◆ **EXERCISE DESCRIPTION**: Wherever the string "AttestationResult" appears in the entries below, return the line that holds it.

######

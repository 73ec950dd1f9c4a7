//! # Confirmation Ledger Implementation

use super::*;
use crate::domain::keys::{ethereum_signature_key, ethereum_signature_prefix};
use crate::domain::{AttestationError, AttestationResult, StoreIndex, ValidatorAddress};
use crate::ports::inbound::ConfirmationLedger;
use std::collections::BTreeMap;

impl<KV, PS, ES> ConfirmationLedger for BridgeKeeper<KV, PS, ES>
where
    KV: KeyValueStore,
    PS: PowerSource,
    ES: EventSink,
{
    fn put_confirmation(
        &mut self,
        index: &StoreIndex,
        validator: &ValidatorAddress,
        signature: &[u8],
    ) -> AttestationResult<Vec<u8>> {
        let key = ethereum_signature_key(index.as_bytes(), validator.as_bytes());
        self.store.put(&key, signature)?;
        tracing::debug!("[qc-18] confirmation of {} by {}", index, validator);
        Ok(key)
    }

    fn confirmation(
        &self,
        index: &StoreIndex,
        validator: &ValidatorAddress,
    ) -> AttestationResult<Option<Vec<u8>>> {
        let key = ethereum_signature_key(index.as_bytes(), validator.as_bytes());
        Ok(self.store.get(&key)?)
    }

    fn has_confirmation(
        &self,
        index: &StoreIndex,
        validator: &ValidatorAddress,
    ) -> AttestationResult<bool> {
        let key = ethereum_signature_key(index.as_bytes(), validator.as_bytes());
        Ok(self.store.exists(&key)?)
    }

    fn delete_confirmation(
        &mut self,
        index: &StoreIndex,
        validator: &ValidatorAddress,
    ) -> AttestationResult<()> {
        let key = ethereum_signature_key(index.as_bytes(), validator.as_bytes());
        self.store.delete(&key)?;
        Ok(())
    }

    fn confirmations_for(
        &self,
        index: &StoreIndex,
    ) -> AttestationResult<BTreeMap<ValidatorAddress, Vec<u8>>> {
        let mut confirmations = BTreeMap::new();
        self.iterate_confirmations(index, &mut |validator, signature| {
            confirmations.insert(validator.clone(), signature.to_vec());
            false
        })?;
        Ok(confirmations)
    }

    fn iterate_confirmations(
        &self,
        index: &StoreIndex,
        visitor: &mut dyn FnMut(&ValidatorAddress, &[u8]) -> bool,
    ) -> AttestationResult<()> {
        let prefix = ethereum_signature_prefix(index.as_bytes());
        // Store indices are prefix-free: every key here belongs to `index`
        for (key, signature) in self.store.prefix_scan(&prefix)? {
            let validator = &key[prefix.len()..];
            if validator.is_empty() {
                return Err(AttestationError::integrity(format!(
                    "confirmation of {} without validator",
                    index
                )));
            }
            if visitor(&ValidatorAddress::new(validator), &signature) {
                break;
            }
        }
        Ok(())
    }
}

######

◆ **RESPONSE AREA**:
use crate::domain::{AttestationError, AttestationResult, StoreIndex, ValidatorAddress};
    ) -> AttestationResult<Vec<u8>> {
    ) -> AttestationResult<Option<Vec<u8>>> {
    ) -> AttestationResult<bool> {
    ) -> AttestationResult<()> {
    ) -> AttestationResult<BTreeMap<ValidatorAddress, Vec<u8>>> {
    ) -> AttestationResult<()> {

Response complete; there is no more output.